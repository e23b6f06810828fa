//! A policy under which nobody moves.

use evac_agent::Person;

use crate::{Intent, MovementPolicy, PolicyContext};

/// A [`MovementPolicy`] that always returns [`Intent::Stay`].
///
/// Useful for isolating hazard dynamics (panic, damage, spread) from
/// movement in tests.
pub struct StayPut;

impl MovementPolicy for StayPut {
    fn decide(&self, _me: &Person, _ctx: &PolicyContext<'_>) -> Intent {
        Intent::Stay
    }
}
····················
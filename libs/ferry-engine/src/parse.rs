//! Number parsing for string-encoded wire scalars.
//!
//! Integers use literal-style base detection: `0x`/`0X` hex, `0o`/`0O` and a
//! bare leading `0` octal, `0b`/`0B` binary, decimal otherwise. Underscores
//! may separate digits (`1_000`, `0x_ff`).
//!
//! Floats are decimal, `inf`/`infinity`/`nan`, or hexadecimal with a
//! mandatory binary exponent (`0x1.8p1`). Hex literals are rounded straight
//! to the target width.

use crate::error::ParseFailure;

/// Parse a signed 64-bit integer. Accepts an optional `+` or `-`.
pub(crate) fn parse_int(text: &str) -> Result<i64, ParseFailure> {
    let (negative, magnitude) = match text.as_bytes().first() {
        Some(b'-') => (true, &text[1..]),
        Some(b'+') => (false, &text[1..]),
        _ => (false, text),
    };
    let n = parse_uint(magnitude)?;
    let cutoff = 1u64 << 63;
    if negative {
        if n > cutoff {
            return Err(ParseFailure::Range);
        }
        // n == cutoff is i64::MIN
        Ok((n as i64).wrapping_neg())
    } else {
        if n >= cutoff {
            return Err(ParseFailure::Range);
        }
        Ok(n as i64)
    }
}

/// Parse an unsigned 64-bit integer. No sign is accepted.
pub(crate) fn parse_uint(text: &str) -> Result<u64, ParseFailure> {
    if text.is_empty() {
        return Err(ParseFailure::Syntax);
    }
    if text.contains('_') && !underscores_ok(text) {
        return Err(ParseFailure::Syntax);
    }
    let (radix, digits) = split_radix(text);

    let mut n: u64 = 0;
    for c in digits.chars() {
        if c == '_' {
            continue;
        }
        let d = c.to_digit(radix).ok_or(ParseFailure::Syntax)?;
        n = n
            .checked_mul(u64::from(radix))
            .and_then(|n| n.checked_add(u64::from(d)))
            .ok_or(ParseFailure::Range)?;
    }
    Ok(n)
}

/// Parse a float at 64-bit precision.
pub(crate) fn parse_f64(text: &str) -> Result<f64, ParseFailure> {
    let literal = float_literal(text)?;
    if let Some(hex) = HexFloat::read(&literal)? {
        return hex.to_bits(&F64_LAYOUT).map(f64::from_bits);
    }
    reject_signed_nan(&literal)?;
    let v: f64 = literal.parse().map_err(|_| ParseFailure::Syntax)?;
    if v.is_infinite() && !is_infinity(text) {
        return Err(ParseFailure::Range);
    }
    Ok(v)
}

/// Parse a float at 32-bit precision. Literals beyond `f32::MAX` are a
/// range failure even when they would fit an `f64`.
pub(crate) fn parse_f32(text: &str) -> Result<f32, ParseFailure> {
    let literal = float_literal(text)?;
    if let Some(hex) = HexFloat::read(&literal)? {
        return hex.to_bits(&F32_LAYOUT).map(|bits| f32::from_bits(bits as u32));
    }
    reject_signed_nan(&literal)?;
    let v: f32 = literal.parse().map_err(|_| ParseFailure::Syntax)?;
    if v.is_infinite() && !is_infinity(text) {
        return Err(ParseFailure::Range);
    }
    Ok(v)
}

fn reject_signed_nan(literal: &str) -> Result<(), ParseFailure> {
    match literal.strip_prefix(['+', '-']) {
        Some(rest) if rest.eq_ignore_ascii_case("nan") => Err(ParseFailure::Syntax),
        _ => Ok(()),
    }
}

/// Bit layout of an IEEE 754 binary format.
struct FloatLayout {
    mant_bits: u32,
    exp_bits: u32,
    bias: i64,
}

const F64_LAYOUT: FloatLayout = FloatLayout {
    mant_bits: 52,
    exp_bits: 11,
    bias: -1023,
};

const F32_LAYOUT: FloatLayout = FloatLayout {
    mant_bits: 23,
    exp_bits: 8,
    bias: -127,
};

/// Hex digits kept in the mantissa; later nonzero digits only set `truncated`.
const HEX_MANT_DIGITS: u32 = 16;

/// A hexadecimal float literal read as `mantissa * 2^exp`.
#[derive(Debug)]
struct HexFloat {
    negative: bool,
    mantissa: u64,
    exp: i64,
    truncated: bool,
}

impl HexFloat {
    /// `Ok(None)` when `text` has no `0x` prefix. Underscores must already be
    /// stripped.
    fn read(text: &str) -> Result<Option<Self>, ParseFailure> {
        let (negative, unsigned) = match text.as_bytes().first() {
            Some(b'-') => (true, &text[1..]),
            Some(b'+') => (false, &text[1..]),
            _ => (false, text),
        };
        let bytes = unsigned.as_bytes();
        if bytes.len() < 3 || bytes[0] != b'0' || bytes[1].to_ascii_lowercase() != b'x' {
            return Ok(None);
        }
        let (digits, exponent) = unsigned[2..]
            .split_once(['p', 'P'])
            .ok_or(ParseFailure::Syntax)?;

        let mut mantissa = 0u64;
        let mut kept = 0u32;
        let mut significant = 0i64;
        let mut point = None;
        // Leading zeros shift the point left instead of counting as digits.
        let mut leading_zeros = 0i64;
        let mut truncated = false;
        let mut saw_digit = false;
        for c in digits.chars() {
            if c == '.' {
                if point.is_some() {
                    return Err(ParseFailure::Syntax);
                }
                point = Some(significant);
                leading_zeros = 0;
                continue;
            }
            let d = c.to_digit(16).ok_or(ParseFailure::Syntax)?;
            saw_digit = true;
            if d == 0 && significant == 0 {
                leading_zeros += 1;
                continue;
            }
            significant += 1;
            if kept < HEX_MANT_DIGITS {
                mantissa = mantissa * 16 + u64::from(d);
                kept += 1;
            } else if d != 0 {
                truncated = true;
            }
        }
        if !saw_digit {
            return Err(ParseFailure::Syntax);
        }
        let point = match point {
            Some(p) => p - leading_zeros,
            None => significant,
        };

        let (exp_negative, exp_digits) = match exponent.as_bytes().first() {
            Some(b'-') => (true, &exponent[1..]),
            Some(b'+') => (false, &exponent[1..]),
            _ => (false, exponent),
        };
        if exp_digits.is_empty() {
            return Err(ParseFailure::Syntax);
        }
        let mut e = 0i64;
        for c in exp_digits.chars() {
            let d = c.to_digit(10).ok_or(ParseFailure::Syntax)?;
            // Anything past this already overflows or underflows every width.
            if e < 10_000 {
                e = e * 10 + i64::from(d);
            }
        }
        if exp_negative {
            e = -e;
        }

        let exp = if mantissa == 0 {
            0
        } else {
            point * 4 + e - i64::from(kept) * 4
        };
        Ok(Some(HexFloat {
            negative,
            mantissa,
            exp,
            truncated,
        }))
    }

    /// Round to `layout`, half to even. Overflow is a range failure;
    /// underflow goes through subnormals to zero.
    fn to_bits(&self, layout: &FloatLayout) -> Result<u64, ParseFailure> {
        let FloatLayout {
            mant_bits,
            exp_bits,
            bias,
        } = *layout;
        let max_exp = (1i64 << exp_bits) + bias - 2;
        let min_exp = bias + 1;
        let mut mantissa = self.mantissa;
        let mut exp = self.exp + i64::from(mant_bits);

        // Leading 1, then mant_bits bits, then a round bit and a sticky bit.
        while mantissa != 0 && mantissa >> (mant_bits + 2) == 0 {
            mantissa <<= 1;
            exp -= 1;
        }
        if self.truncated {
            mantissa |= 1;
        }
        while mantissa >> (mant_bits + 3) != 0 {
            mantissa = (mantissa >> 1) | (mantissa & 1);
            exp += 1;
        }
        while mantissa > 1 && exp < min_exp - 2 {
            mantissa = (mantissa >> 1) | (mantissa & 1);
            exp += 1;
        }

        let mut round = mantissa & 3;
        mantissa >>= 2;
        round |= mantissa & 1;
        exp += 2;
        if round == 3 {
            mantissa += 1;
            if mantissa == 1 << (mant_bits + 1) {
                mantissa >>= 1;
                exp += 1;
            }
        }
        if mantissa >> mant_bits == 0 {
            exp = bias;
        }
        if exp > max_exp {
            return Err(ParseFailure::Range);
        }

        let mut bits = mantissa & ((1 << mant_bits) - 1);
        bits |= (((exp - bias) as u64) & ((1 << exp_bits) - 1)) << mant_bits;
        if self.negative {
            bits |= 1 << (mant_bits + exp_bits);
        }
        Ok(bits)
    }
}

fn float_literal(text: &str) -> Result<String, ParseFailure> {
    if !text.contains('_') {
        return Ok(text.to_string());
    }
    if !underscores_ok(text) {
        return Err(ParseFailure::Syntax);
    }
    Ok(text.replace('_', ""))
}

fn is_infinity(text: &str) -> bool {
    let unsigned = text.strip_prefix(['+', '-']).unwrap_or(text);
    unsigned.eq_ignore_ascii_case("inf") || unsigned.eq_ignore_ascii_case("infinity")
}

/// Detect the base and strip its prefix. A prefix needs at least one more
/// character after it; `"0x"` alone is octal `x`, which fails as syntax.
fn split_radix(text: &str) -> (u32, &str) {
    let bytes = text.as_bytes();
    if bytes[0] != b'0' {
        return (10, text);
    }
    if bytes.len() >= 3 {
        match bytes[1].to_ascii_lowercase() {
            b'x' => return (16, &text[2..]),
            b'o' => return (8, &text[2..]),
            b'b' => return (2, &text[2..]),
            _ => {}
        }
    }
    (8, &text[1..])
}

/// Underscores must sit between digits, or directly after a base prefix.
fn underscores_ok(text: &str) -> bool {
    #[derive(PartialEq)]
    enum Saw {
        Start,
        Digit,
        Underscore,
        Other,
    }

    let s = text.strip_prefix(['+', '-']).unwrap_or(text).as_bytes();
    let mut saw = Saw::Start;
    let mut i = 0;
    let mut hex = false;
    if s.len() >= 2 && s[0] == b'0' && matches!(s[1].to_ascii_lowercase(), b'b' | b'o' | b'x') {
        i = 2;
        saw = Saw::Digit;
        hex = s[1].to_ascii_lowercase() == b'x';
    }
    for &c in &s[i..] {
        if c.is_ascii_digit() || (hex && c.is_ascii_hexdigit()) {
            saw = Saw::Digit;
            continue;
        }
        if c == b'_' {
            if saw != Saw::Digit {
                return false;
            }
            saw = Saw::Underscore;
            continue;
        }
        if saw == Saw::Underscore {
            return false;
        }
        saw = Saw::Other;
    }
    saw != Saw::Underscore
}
····················
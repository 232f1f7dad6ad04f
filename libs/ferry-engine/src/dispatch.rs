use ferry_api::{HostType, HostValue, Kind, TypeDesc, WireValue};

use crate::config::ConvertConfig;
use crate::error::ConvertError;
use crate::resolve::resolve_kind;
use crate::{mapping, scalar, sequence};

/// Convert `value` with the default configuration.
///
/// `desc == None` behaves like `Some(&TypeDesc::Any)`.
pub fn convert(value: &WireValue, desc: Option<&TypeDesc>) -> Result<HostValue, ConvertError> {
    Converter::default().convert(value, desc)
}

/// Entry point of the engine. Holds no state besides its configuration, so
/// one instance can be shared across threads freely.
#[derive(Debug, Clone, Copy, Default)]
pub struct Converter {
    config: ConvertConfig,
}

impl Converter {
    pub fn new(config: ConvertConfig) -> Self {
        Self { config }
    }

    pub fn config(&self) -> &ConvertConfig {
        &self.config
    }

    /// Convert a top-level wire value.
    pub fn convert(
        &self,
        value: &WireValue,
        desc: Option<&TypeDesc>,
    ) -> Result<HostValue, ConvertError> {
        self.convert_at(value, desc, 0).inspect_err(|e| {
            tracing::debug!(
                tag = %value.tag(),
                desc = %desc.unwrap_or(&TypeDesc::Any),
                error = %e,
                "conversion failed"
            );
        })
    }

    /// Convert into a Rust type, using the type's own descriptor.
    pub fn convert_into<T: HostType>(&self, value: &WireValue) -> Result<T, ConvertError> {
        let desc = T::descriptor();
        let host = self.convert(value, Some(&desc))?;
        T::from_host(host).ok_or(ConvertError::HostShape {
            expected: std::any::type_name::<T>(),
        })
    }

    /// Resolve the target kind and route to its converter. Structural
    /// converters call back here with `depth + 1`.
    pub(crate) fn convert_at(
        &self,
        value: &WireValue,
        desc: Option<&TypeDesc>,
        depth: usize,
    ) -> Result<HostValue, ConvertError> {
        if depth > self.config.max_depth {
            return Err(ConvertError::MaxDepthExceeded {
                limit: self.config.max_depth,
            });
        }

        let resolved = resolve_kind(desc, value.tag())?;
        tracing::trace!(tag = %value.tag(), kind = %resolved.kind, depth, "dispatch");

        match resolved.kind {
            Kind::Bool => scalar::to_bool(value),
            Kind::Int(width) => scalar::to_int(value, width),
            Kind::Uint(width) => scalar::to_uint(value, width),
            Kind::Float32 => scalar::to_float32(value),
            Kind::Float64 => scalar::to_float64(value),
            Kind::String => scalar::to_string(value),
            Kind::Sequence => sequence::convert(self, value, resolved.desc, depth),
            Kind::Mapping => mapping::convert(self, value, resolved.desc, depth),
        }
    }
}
····················
→ **ABOUT THIS TASK**
Look through the entries above, and wherever a line holds the word "point", copy it.

→ **ANSWER BOX**
        let mut point = None;
        // Leading zeros shift the point left instead of counting as digits.
                if point.is_some() {
                point = Some(significant);
        let point = match point {
            point * 4 + e - i64::from(kept) * 4
/// Entry point of the engine. Holds no state besides its configuration, so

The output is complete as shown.